Grâce à une organisation de terrain hors pair et à un flair politique toujours très affuté, Donald Trump a transformé les primaires républicaines en formalité, comme vous avez pu le suivre sur le blog en début d’année.

En outre, les quatre procès lancés contre lui en 2023 ont été une aubaine pour le milliardaire qui a pu aisément asphyxier tous ses adversaires en imposant son thème de campagne fétiche : la revanche des américains face à l’establishment démocrate !

Donald Trump a remporté plus de 95% des délégués des primaires républicaines

Ce thème a continué à le porter au cours du printemps 2024 face à son ancien adversaire Joe Biden.
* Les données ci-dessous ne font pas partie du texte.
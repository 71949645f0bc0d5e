//! Spatial indexing and the query engine built on top of it.

pub mod queries;
pub mod rtree;

pub use queries::{Neighbor, QueryEngine};
pub use rtree::{IndexEntry, SpatialIndex};
use geo::{Coord, LineString, Point, Polygon};
use serde::{Deserialize, Serialize};
use std::fmt;

/// Variant tag of a [`Geometry`].
#[derive(
    Debug, Clone, Copy, PartialEq, Eq, Hash, PartialOrd, Ord, Serialize, Deserialize,
)]
#[serde(rename_all = "snake_case")]
pub enum GeometryKind {
    Point,
    Polyline,
    Polygon,
}

impl fmt::Display for GeometryKind {
    fn fmt(&self, f: &mut fmt::Formatter<'_>) -> fmt::Result {
        let name = match self {
            GeometryKind::Point => "point",
            GeometryKind::Polyline => "polyline",
            GeometryKind::Polygon => "polygon",
        };
        f.write_str(name)
    }
}

/// Geometry payload of a record.
///
/// Coordinates are `(x, y)` = `(longitude, latitude)` pairs in the reference
/// system of the owning store. A polyline is an open `LineString` of at least
/// two coordinates; a polygon's exterior (and every interior ring) is a closed
/// ring of at least four coordinates whose first and last entries are equal.
#[derive(Debug, Clone, PartialEq, Serialize, Deserialize)]
#[serde(tag = "type", content = "coordinates", rename_all = "snake_case")]
pub enum Geometry {
    Point(Point),
    Polyline(LineString),
    Polygon(Polygon),
}

impl Geometry {
    /// Create a point geometry.
    ///
    /// # Examples
    ///
    /// ```
    /// use geoquery_types::geometry::{Geometry, GeometryKind};
    ///
    /// let g = Geometry::point(-74.0060, 40.7128);
    /// assert_eq!(g.kind(), GeometryKind::Point);
    /// ```
    pub fn point(x: f64, y: f64) -> Self {
        Geometry::Point(Point::new(x, y))
    }

    /// Create a polyline from `(x, y)` pairs.
    pub fn polyline(coords: impl IntoIterator<Item = (f64, f64)>) -> Self {
        Geometry::Polyline(LineString::from(
            coords.into_iter().map(Coord::from).collect::<Vec<_>>(),
        ))
    }

    /// Create a polygon without holes from `(x, y)` pairs.
    ///
    /// `geo` closes the ring on construction, so an open ring becomes closed
    /// here. Rings that are too short are left for the engine to reject.
    pub fn polygon(exterior: impl IntoIterator<Item = (f64, f64)>) -> Self {
        Self::polygon_with_holes(exterior, Vec::<Vec<(f64, f64)>>::new())
    }

    /// Create a polygon with interior rings.
    pub fn polygon_with_holes<E, H, R>(exterior: E, holes: H) -> Self
    where
        E: IntoIterator<Item = (f64, f64)>,
        H: IntoIterator<Item = R>,
        R: IntoIterator<Item = (f64, f64)>,
    {
        let exterior = ring(exterior);
        let interiors = holes.into_iter().map(ring).collect();
        Geometry::Polygon(Polygon::new(exterior, interiors))
    }

    pub fn kind(&self) -> GeometryKind {
        match self {
            Geometry::Point(_) => GeometryKind::Point,
            Geometry::Polyline(_) => GeometryKind::Polyline,
            Geometry::Polygon(_) => GeometryKind::Polygon,
        }
    }

    pub fn as_point(&self) -> Option<&Point> {
        match self {
            Geometry::Point(p) => Some(p),
            _ => None,
        }
    }

    pub fn as_polyline(&self) -> Option<&LineString> {
        match self {
            Geometry::Polyline(line) => Some(line),
            _ => None,
        }
    }

    pub fn as_polygon(&self) -> Option<&Polygon> {
        match self {
            Geometry::Polygon(poly) => Some(poly),
            _ => None,
        }
    }
}

fn ring(coords: impl IntoIterator<Item = (f64, f64)>) -> LineString {
    LineString::from(coords.into_iter().map(Coord::from).collect::<Vec<_>>())
}

impl From<Point> for Geometry {
    fn from(point: Point) -> Self {
        Geometry::Point(point)
    }
}

impl From<LineString> for Geometry {
    fn from(line: LineString) -> Self {
        Geometry::Polyline(line)
    }
}

impl From<Polygon> for Geometry {
    fn from(polygon: Polygon) -> Self {
        Geometry::Polygon(polygon)
    }
}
La revanche politique voulue par Trump s’articule alors parfaitement avec les aspirations des électeurs américains. Nostalgiques de l’état économique de leur pays sous la présidence Trump et convaincus par ses mesures contre l’immigration (construire le mur, renvoyer les immigrés illégaux dans leur pays…), les électeurs indécis expriment dans les sondages leur volonté de se faire justice en redonnant un mandat à Donald Trump. Evidemment, l’âge de Biden a aidé le milliardaire à agrandir l’écart entre les deux candidats et surtout à le laminer lors du débat les opposant le 27 juin dernier, entraînant le retrait de son meilleur ennemi, trois mois et demi avant l’élection.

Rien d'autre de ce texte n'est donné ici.